The analysis leads to conclude that technology readiness for the small business segment is not completed, as identified by partial levels of information regarding certificate and folios payment, insufficient information about standardized software, different criteria for addenda structure, training under software applications suppliers hands, complex ease of use of the technology and a strong traditional culture with little understanding of the nonprofit nature of the technology investments. These are some of the challenges to overcome in the technology transfer arena, while the perceived advantages related to operational cost reduction and efficiency are strong reasons to be used as key reasons to reach the technology diffusion goals.

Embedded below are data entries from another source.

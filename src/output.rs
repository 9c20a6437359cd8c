//! Stack emission
//!
//! Two modes, selectable together: a grouped-dataset container holding the
//! whole matrix plus its metadata, and one SAC time series per distance
//! bin with the pair count in the `user3` header slot.

use crate::config::{Config, OutputFormat, Params};
use crate::finish::FinishedStack;
use crate::sac::{SacError, Trace};
use ndarray::{arr0, Array1};
use ndarray_npy::{NpzWriter, WriteNpzError};
use snafu::{ResultExt, Snafu};
use std::fs::File;
use std::path::PathBuf;

#[derive(Debug, Snafu)]
pub enum OutputError {
    #[snafu(display("failed to create {}: {source}", path.display()))]
    Create { path: PathBuf, source: std::io::Error },

    #[snafu(display("failed to write dataset {}: {source}", path.display()))]
    Dataset { path: PathBuf, source: WriteNpzError },

    #[snafu(display("failed to write stack trace: {source}"))]
    StackTrace { source: SacError },
}

/// Grouped-dataset container: `ccstack`, `stack_count` and `dist` arrays
/// plus the scalar lag-axis metadata.
fn write_npz(
    cfg: &Config,
    params: &Params,
    finished: &FinishedStack,
    count: &Array1<i32>,
) -> Result<PathBuf, OutputError> {
    let path = PathBuf::from(format!("{}.npz", cfg.output_prefix));
    let file = File::create(&path).context(CreateSnafu { path: path.clone() })?;
    let dist = Array1::from(params.dist_centers());
    let emit = |mut npz: NpzWriter<File>| -> Result<(), WriteNpzError> {
        npz.add_array("ccstack", &finished.mat)?;
        npz.add_array("stack_count", count)?;
        npz.add_array("dist", &dist)?;
        npz.add_array("cc_t0", &arr0(finished.cc_t0))?;
        npz.add_array("cc_t1", &arr0(finished.cc_t1))?;
        npz.add_array("delta", &arr0(cfg.delta))?;
        npz.finish()?;
        Ok(())
    };
    emit(NpzWriter::new(file)).context(DatasetSnafu { path: path.clone() })?;
    Ok(path)
}

/// One SAC file per distance bin, named `<prefix>_<dist>_.sac` with the
/// distance zero-padded to five characters and one decimal.
fn write_sac_bins(
    cfg: &Config,
    params: &Params,
    finished: &FinishedStack,
    count: &Array1<i32>,
) -> Result<Vec<PathBuf>, OutputError> {
    let mut paths = Vec::with_capacity(finished.mat.nrows());
    for (bin, dist) in params.dist_centers().into_iter().enumerate() {
        let path = PathBuf::from(format!("{}_{:05.1}_.sac", cfg.output_prefix, dist));
        let row = finished.mat.row(bin).to_vec();
        let mut trace = Trace::new(row, finished.cc_t0 as f32, cfg.delta as f32);
        trace.header.set_dist(dist);
        trace.header.set_user(3, count[bin] as f32);
        trace.write(&path).context(StackTraceSnafu)?;
        paths.push(path);
    }
    Ok(paths)
}

/// Emit the finished stack in every configured format. Returns the written
/// paths.
pub fn write_outputs(
    cfg: &Config,
    params: &Params,
    finished: &FinishedStack,
    count: &Array1<i32>,
) -> Result<Vec<PathBuf>, OutputError> {
    let mut written = Vec::new();
    for format in &cfg.output_formats {
        match format {
            OutputFormat::Npz => written.push(write_npz(cfg, params, finished, count)?),
            OutputFormat::Sac => written.extend(write_sac_bins(cfg, params, finished, count)?),
        }
    }
    Ok(written)
}

#[cfg(test)]
mod tests {
    use super::*;
    use crate::config::CutWindow;
    use crate::sac::Tmark;
    use ndarray::{arr1, Array2};
    use ndarray_npy::NpzReader;

    fn small_setup(dir: &std::path::Path) -> (Config, Params, FinishedStack, Array1<i32>) {
        let cfg = Config {
            cut: CutWindow {
                tmark: Tmark::B.code(),
                t1: 0.0,
                t2: 9.0,
            },
            delta: 1.0,
            dist_range: (0.0, 2.0),
            dist_step: 1.0,
            post_filter: None,
            output_prefix: dir.join("stack").to_string_lossy().into_owned(),
            output_formats: vec![OutputFormat::Npz, OutputFormat::Sac],
            ..Config::default()
        };
        let params = Params::derive(&cfg).unwrap();
        let mut mat = Array2::zeros((3, 19));
        for b in 0..3 {
            for t in 0..19 {
                mat[[b, t]] = (b * 19 + t) as f32;
            }
        }
        let finished = FinishedStack {
            mat,
            cc_t0: -9.0,
            cc_t1: 9.0,
        };
        (cfg, params, finished, arr1(&[4, 0, 2]))
    }

    #[test]
    fn npz_holds_all_datasets() {
        let dir = tempfile::tempdir().unwrap();
        let (cfg, params, finished, count) = small_setup(dir.path());
        let written = write_outputs(&cfg, &params, &finished, &count).unwrap();
        let npz_path = written.iter().find(|p| p.extension().unwrap() == "npz").unwrap();

        let mut npz = NpzReader::new(File::open(npz_path).unwrap()).unwrap();
        let mat: Array2<f32> = npz.by_name("ccstack").unwrap();
        assert_eq!(mat, finished.mat);
        let counts: Array1<i32> = npz.by_name("stack_count").unwrap();
        assert_eq!(counts, count);
        let dist: Array1<f32> = npz.by_name("dist").unwrap();
        assert_eq!(dist, arr1(&[0.0f32, 1.0, 2.0]));
    }

    #[test]
    fn sac_bins_carry_counts_and_lag_start() {
        let dir = tempfile::tempdir().unwrap();
        let (cfg, params, finished, count) = small_setup(dir.path());
        write_outputs(&cfg, &params, &finished, &count).unwrap();

        let bin1 = dir.path().join("stack_001.0_.sac");
        let trace = Trace::read(&bin1).unwrap();
        assert_eq!(trace.data.len(), 19);
        assert_eq!(trace.header.b(), -9.0);
        assert_eq!(trace.header.user(3), 0.0);

        let bin0 = Trace::read(&dir.path().join("stack_000.0_.sac")).unwrap();
        assert_eq!(bin0.header.user(3), 4.0);
        assert_eq!(bin0.data[5], 5.0);
    }
}
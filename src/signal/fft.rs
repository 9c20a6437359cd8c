//! Real FFT utilities
//!
//! Thin wrappers over `realfft` with process-wide plan caches, so every
//! trace and every stack row of the same length reuses one plan.

use num_complex::Complex;
use once_cell::sync::Lazy;
use realfft::{ComplexToReal, RealFftPlanner, RealToComplex};
use std::collections::HashMap;
use std::sync::{Arc, Mutex};

/// Cache of forward (real-to-complex) plans keyed by FFT length
static FORWARD_CACHE: Lazy<Mutex<HashMap<usize, Arc<dyn RealToComplex<f32>>>>> =
    Lazy::new(|| Mutex::new(HashMap::new()));

/// Cache of inverse (complex-to-real) plans keyed by FFT length
static INVERSE_CACHE: Lazy<Mutex<HashMap<usize, Arc<dyn ComplexToReal<f32>>>>> =
    Lazy::new(|| Mutex::new(HashMap::new()));

fn forward_plan(n: usize) -> Arc<dyn RealToComplex<f32>> {
    let mut cache = FORWARD_CACHE.lock().unwrap();
    if let Some(plan) = cache.get(&n) {
        return Arc::clone(plan);
    }
    let plan = RealFftPlanner::<f32>::new().plan_fft_forward(n);
    cache.insert(n, Arc::clone(&plan));
    plan
}

fn inverse_plan(n: usize) -> Arc<dyn ComplexToReal<f32>> {
    let mut cache = INVERSE_CACHE.lock().unwrap();
    if let Some(plan) = cache.get(&n) {
        return Arc::clone(plan);
    }
    let plan = RealFftPlanner::<f32>::new().plan_fft_inverse(n);
    cache.insert(n, Arc::clone(&plan));
    plan
}

/// Forward real FFT of length `n`.
///
/// `dat` is zero-padded (or truncated) to `n` samples; the returned
/// half-spectrum has `n/2 + 1` bins.
pub fn rfft(dat: &[f32], n: usize) -> Vec<Complex<f32>> {
    let plan = forward_plan(n);
    let mut input = vec![0.0f32; n];
    let m = dat.len().min(n);
    input[..m].copy_from_slice(&dat[..m]);
    let mut spectrum = vec![Complex::new(0.0, 0.0); n / 2 + 1];
    plan.process(&mut input, &mut spectrum)
        .expect("forward FFT buffer lengths are fixed by construction");
    spectrum
}

/// Inverse real FFT to `n` time samples, normalized by `1/n`.
///
/// `spectrum` may be a truncated half-spectrum; missing high-frequency bins
/// are taken as zero. The imaginary parts of the DC and Nyquist bins are
/// forced to zero, which the inverse transform requires of a spectrum of
/// real data.
pub fn irfft(spectrum: &[Complex<f32>], n: usize) -> Vec<f32> {
    let plan = inverse_plan(n);
    let nr = n / 2 + 1;
    let mut full = vec![Complex::new(0.0f32, 0.0); nr];
    let m = spectrum.len().min(nr);
    full[..m].copy_from_slice(&spectrum[..m]);
    full[0].im = 0.0;
    if n % 2 == 0 {
        full[nr - 1].im = 0.0;
    }
    let mut out = vec![0.0f32; n];
    plan.process(&mut full, &mut out)
        .expect("inverse FFT buffer lengths are fixed by construction");
    let fac = 1.0 / n as f32;
    for v in out.iter_mut() {
        *v *= fac;
    }
    out
}

#[cfg(test)]
mod tests {
    use super::*;
    use approx::assert_abs_diff_eq;

    #[test]
    fn rfft_of_impulse_is_flat() {
        let mut x = vec![0.0f32; 64];
        x[0] = 1.0;
        let s = rfft(&x, 64);
        assert_eq!(s.len(), 33);
        for bin in &s {
            assert_abs_diff_eq!(bin.re, 1.0, epsilon = 1e-5);
            assert_abs_diff_eq!(bin.im, 0.0, epsilon = 1e-5);
        }
    }

    #[test]
    fn round_trip_recovers_signal() {
        let x: Vec<f32> = (0..128).map(|i| ((i * 7) % 13) as f32 - 6.0).collect();
        let s = rfft(&x, 128);
        let y = irfft(&s, 128);
        for (a, b) in x.iter().zip(&y) {
            assert_abs_diff_eq!(a, b, epsilon = 1e-4);
        }
    }

    #[test]
    fn truncated_spectrum_is_zero_extended() {
        let x: Vec<f32> = (0..64).map(|i| (i as f32 * 0.3).sin()).collect();
        let s = rfft(&x, 64);
        let full = irfft(&s, 64);
        let trunc = irfft(&s[..20], 64);
        // Same as inverse of the spectrum with bins 20.. zeroed.
        let mut zeroed = s.clone();
        for bin in zeroed[20..].iter_mut() {
            *bin = Complex::new(0.0, 0.0);
        }
        let reference = irfft(&zeroed, 64);
        for (a, b) in trunc.iter().zip(&reference) {
            assert_abs_diff_eq!(a, b, epsilon = 1e-6);
        }
        assert_ne!(full, trunc);
    }
}
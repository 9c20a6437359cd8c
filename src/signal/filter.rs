//! Butterworth IIR filtering from second-order sections
//!
//! Filters are order-2 Butterworth sections in direct-form-II transposed
//! realization. A bandpass is the cascade of a high-pass section at the low
//! corner and a low-pass section at the high corner. Applying a filter runs
//! two passes, forward then time-reversed, so the net response is zero
//! phase (effective order 4). Sections run in f64 regardless of the sample
//! type at the interface.

use biquad::{Biquad, Coefficients, DirectForm2Transposed, ToHertz, Type, Q_BUTTERWORTH_F64};
use snafu::Snafu;
use std::str::FromStr;

/// Filter band kind.
#[derive(Debug, Clone, Copy, PartialEq, Eq)]
pub enum Band {
    Lowpass,
    Highpass,
    Bandpass,
}

impl FromStr for Band {
    type Err = String;

    fn from_str(s: &str) -> Result<Self, Self::Err> {
        match s {
            "lowpass" | "lp" => Ok(Band::Lowpass),
            "highpass" | "hp" => Ok(Band::Highpass),
            "bandpass" | "bp" => Ok(Band::Bandpass),
            other => Err(format!("unknown filter band '{other}'")),
        }
    }
}

#[derive(Debug, Snafu)]
pub enum FilterDesignError {
    /// Corner frequency at or above Nyquist, or not positive
    #[snafu(display("corner frequency {f} Hz invalid at sample rate {rate} Hz"))]
    BadCorner { f: f64, rate: f64 },

    /// Band-pass corners out of order
    #[snafu(display("band-pass corners out of order: {f1} >= {f2}"))]
    CornersOutOfOrder { f1: f64, f2: f64 },
}

/// A designed cascade of second-order sections.
#[derive(Debug, Clone)]
pub struct Sos {
    sections: Vec<Coefficients<f64>>,
}

impl Sos {
    /// Design a Butterworth filter at sample rate `rate`.
    ///
    /// `Lowpass`/`Highpass` use `f1` as the corner and ignore `f2`;
    /// `Bandpass` uses `(f1, f2)`.
    pub fn design(band: Band, f1: f64, f2: f64, rate: f64) -> Result<Self, FilterDesignError> {
        let nyquist = rate * 0.5;
        let corner = |f: f64| -> Result<(), FilterDesignError> {
            if f <= 0.0 || f >= nyquist {
                return Err(FilterDesignError::BadCorner { f, rate });
            }
            Ok(())
        };
        let section = |ty: Type<f64>, f: f64| {
            Coefficients::<f64>::from_params(ty, rate.hz(), f.hz(), Q_BUTTERWORTH_F64)
                .map_err(|_| FilterDesignError::BadCorner { f, rate })
        };
        let sections = match band {
            Band::Lowpass => {
                corner(f1)?;
                vec![section(Type::LowPass, f1)?]
            }
            Band::Highpass => {
                corner(f1)?;
                vec![section(Type::HighPass, f1)?]
            }
            Band::Bandpass => {
                corner(f1)?;
                corner(f2)?;
                if f1 >= f2 {
                    return Err(FilterDesignError::CornersOutOfOrder { f1, f2 });
                }
                vec![section(Type::HighPass, f1)?, section(Type::LowPass, f2)?]
            }
        };
        Ok(Sos { sections })
    }

    /// One forward pass through the section cascade with fresh filter state.
    fn pass(&self, buf: &mut [f64]) {
        for coeffs in &self.sections {
            let mut df2t = DirectForm2Transposed::<f64>::new(*coeffs);
            for v in buf.iter_mut() {
                *v = df2t.run(*v);
            }
        }
    }

    /// Zero-phase application: forward pass, then a pass over the reversed
    /// sequence.
    pub fn apply_zero_phase(&self, dat: &mut [f32]) {
        let mut buf: Vec<f64> = dat.iter().map(|&v| v as f64).collect();
        self.pass(&mut buf);
        buf.reverse();
        self.pass(&mut buf);
        buf.reverse();
        for (d, v) in dat.iter_mut().zip(buf) {
            *d = v as f32;
        }
    }
}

While the resolution of these issues is in progress, the effort continues and more firms are added to the change. So far, Technology Culture is extended through the incorporation to e-Invoice use into operations of other type of business firms such as gas stations, large supermarket chains, few mini supermarket stores, government agencies and even laundry business, following a diffusion strategy “by imitation”. For those taxpayers in the range of 250,000 MXP annual income that still have printed invoice vouchers, ready or not the use of e-Invoice could not be postponed further than the beginning of year 2014. From the research study can be drawn several lessons regarding the imposing of a substantial burden on would be technology adopters as mentioned by Fichman [10], and about the importance of stimulate awareness among the new population of users, coordinated actions among transfer players and the need to develop a safety net in terms of assistance. In such technology transfer context, wide array of business opportunities rise for business consultants and training firms.

Conflicts of Interest

The authors declare no conflicts of interest.